GIVEN RECORDS
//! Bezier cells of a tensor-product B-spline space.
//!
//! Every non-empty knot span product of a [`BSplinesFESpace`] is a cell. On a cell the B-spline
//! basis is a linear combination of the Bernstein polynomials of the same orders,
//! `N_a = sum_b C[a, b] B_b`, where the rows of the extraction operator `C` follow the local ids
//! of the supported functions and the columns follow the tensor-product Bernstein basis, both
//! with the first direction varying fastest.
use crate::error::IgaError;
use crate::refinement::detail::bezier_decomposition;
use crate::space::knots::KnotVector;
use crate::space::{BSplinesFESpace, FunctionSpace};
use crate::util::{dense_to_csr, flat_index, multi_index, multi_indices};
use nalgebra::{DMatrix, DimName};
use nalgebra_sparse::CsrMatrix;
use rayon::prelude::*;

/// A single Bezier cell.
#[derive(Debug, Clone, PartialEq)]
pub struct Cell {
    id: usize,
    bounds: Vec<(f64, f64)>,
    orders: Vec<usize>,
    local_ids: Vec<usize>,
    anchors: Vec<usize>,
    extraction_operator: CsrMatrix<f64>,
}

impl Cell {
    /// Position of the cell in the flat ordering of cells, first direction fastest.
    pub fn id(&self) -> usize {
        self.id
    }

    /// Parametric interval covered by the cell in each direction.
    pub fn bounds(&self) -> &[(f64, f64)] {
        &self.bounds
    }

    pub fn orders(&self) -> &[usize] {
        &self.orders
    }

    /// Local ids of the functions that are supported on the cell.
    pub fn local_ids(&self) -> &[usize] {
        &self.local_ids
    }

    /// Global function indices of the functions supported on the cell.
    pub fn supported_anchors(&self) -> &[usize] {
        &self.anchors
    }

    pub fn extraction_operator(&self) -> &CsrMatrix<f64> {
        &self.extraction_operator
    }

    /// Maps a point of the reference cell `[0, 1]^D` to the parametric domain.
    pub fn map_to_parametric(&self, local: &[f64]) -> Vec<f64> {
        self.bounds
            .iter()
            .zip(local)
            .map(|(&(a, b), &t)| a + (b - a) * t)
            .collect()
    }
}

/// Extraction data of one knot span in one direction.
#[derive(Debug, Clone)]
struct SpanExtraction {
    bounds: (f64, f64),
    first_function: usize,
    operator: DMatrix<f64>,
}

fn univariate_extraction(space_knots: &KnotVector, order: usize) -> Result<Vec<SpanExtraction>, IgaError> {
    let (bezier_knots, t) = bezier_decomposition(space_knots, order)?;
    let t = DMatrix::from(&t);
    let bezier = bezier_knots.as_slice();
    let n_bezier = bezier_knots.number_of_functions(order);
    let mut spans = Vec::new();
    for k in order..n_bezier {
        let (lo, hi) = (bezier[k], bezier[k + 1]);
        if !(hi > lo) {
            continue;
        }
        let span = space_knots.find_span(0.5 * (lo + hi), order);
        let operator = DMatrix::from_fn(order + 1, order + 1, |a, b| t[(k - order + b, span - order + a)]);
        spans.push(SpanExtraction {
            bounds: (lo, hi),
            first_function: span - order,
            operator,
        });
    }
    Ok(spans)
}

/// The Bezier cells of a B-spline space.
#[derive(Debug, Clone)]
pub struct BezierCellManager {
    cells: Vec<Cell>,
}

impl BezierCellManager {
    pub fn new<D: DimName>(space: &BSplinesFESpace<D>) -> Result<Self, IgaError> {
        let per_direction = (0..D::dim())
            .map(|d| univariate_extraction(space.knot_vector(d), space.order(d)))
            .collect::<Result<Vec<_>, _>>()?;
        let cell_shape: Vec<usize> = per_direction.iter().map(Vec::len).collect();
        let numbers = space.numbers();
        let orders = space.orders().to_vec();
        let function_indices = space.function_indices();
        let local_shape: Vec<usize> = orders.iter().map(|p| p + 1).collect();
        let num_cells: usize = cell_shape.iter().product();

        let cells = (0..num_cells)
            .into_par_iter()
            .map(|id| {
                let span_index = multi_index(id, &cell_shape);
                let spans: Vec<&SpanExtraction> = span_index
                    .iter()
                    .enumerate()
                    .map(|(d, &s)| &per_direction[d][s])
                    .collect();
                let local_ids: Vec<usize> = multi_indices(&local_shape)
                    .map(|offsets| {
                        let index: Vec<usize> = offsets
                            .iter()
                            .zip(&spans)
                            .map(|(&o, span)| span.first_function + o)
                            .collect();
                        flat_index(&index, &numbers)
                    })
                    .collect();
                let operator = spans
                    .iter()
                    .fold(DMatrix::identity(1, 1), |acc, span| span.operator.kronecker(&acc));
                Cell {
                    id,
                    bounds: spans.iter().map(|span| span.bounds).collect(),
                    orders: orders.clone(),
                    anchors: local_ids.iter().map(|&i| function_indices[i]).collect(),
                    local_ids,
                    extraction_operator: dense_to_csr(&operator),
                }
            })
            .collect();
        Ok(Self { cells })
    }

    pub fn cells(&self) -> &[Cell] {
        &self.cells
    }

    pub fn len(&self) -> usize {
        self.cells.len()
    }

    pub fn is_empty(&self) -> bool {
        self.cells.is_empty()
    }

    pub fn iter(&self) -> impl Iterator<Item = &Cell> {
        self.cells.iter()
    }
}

ACTION ITEM
Pull every line containing "crate" out of the entries.

FINISHED EXERCISE
use crate::error::IgaError;
use crate::refinement::detail::bezier_decomposition;
use crate::space::knots::KnotVector;
use crate::space::{BSplinesFESpace, FunctionSpace};
use crate::util::{dense_to_csr, flat_index, multi_index, multi_indices};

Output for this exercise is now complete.